Ozzy, a Jag1 vestibular mouse mutant, displays characteristics of Alagille syndrome
Vrijens, Karen Thys, Sofie De Jeu, Marcel T Postnov, Andrei A Pfister, Markus Cox, Luk Zwijsen, An Van Hoof, Viviane Mueller, Marcus De Clerck, Nora M De Zeeuw, Chris I Van Camp, G Van Laer, Lut #
Neurobiology of disease vol:24 issue:1 pages:28-40
The mouse mutant Ozzy, originating from an ENU-mutagenesis programme, displays a head bobbing phenotype. We report here that Ozzy mice show a clear deficit in vestibulo-ocular reflex (VOR). Micro-CT scanning of the inner ears showed narrowing and truncations of at least one of the semicircular canals and loss of the ampullae.
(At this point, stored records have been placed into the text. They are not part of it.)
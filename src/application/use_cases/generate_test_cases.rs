use super::compliance_tagger::tag_compliance;
use super::resolver::Resolver;
use super::session_registry::SessionRegistry;
use crate::domain::error::{AppError, Result};
use crate::domain::requirement::{Requirement, EMPTY_REQUIREMENT_MESSAGE};
use crate::domain::test_case_result::{GeneratedTestCase, TestCaseResult};
use chrono::Local;
use std::sync::Arc;
use tracing::info;
use validator::Validate;

/// One submission: validate, resolve, tag, then append to the session.
pub struct GenerateTestCasesUseCase {
    resolver: Resolver,
    sessions: Arc<SessionRegistry>,
}

impl GenerateTestCasesUseCase {
    pub fn new(resolver: Resolver, sessions: Arc<SessionRegistry>) -> Self {
        Self { resolver, sessions }
    }

    pub async fn execute(
        &self,
        session_id: &str,
        requirement: Requirement,
    ) -> Result<TestCaseResult> {
        requirement
            .validate()
            .map_err(|_| AppError::ValidationError(EMPTY_REQUIREMENT_MESSAGE.to_string()))?;

        // checked up front so an unknown session never costs a backend call
        if !self.sessions.contains(session_id)? {
            return Err(AppError::NotFound(format!(
                "Session {} does not exist",
                session_id
            )));
        }

        let test_cases = self.resolver.resolve(&requirement.text).await;
        let compliance_tags = tag_compliance(&requirement.text, &test_cases);
        let generated = GeneratedTestCase {
            requirement: requirement.text,
            test_cases,
            compliance_tags,
        };

        let result = self
            .sessions
            .with_store(session_id, |store| store.append(generated, Local::now()).clone())?;

        info!(
            session_id = %session_id,
            traceability_id = %result.traceability_id,
            compliance_tags = %result.compliance_tags,
            "Stored generated test cases"
        );
        Ok(result)
    }
}
pub mod openai;

use crate::domain::error::Result;
use crate::domain::llm_config::LLMConfig;
use async_trait::async_trait;

pub use openai::OpenAIClient;

#[async_trait]
pub trait LLMClient {
    /// Sends `prompt` as a single user message and returns the first choice's content.
    async fn generate(&self, config: &LLMConfig, prompt: &str) -> Result<String>;
}
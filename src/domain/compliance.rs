/// Label used when no keyword rule matches.
pub const DEFAULT_COMPLIANCE_LABEL: &str = "General Healthcare";

/// A rule fires when any of its keywords appears in the lowercased text.
#[derive(Debug, Clone, Copy)]
pub struct ComplianceRule {
    pub label: &'static str,
    pub keywords: &'static [&'static str],
}

impl ComplianceRule {
    /// `text` must already be lowercase.
    pub fn matches(&self, text: &str) -> bool {
        self.keywords.iter().any(|keyword| text.contains(keyword))
    }
}

/// Evaluated in this order; the output keeps it.
pub const COMPLIANCE_RULES: [ComplianceRule; 7] = [
    ComplianceRule {
        label: "HIPAA",
        keywords: &["patient", "privacy", "hipaa", "phi", "health information"],
    },
    ComplianceRule {
        label: "GDPR",
        keywords: &["gdpr", "europe", "data protection", "consent"],
    },
    ComplianceRule {
        label: "FDA",
        keywords: &["fda", "medical device", "clinical", "safety"],
    },
    ComplianceRule {
        label: "IEC 62304",
        keywords: &["iec", "62304", "software lifecycle"],
    },
    ComplianceRule {
        label: "ISO 9001",
        keywords: &["iso", "9001", "quality management"],
    },
    ComplianceRule {
        label: "ISO 13485",
        keywords: &["13485", "medical devices"],
    },
    ComplianceRule {
        label: "ISO 27001",
        keywords: &["27001", "security", "information security"],
    },
];
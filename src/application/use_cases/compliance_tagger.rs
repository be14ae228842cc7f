use crate::domain::compliance::{COMPLIANCE_RULES, DEFAULT_COMPLIANCE_LABEL};

/// Labels whose keywords occur in the requirement or its test cases, in rule
/// order. Falls back to the general label so the result is never empty.
pub fn tag_compliance(requirement: &str, test_cases: &str) -> Vec<String> {
    let text = format!("{} {}", requirement, test_cases).to_lowercase();

    let tags: Vec<String> = COMPLIANCE_RULES
        .iter()
        .filter(|rule| rule.matches(&text))
        .map(|rule| rule.label.to_string())
        .collect();

    if tags.is_empty() {
        vec![DEFAULT_COMPLIANCE_LABEL.to_string()]
    } else {
        tags
    }
}
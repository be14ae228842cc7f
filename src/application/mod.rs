pub mod use_cases;

pub use use_cases::generate_test_cases::GenerateTestCasesUseCase;
pub use use_cases::generation::{GenerationBackend, TestCaseGenerator};
pub use use_cases::resolver::Resolver;
pub use use_cases::result_store::ResultStore;
pub use use_cases::session_registry::SessionRegistry;
use serde::{Deserialize, Serialize};

pub const TIMESTAMP_FORMAT: &str = "%Y-%m-%d %H:%M:%S";

/// One generated entry. Field order is the CSV column order.
#[derive(Debug, Clone, PartialEq, Serialize, Deserialize)]
pub struct TestCaseResult {
    pub timestamp: String,
    pub requirement: String,
    pub test_cases: String,
    pub compliance_tags: String,
    pub traceability_id: String,
}

/// Resolver and tagger output before it is stamped and stored.
#[derive(Debug, Clone, PartialEq)]
pub struct GeneratedTestCase {
    pub requirement: String,
    pub test_cases: String,
    pub compliance_tags: Vec<String>,
}

impl GeneratedTestCase {
    pub fn joined_tags(&self) -> String {
        self.compliance_tags.join(", ")
    }
}

/// `REQ-NNN` for the given 1-based position.
pub fn traceability_id(position: usize) -> String {
    format!("REQ-{:03}", position)
}

#[cfg(test)]
mod tests {
    use super::*;

    #[test]
    fn test_traceability_id_padding() {
        assert_eq!(traceability_id(1), "REQ-001");
        assert_eq!(traceability_id(42), "REQ-042");
        assert_eq!(traceability_id(1234), "REQ-1234");
    }

    #[test]
    fn test_joined_tags() {
        let generated = GeneratedTestCase {
            requirement: "r".to_string(),
            test_cases: "t".to_string(),
            compliance_tags: vec!["HIPAA".to_string(), "ISO 27001".to_string()],
        };
        assert_eq!(generated.joined_tags(), "HIPAA, ISO 27001");
    }
}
Frequency-specific auditory-evoked brainstem response (ABR) tests revealed a slight threshold increase in the middle frequency range compared to wild-type littermates. Linkage analysis localised the gene in a 5.5-cM region on chromosome 2. Subsequently, a 499 T-->A missense mutation was identified in Jag1, leading to a substitution of an evolutionary conserved tryptophane (W167R). Mutations in the human homologue of Jag1 cause Alagille syndrome (AGS), an autosomal dominant disorder associated with liver, heart, eye and skeletal abnormalities, accompanied by a characteristic facies. In human patients, it occasionally affects other organ systems like the kidney or the inner ear. Liver disease is the main diagnostic factor for AGS. Ozzy mice showed significantly less intrahepatic bile ducts than wild-type littermates. Thirty-seven percent of Ozzy mice showed heart defects. No eye or vertebral abnormalities could be detected. In conclusion, Ozzy mice show two of the major and one minor characteristic of AGS.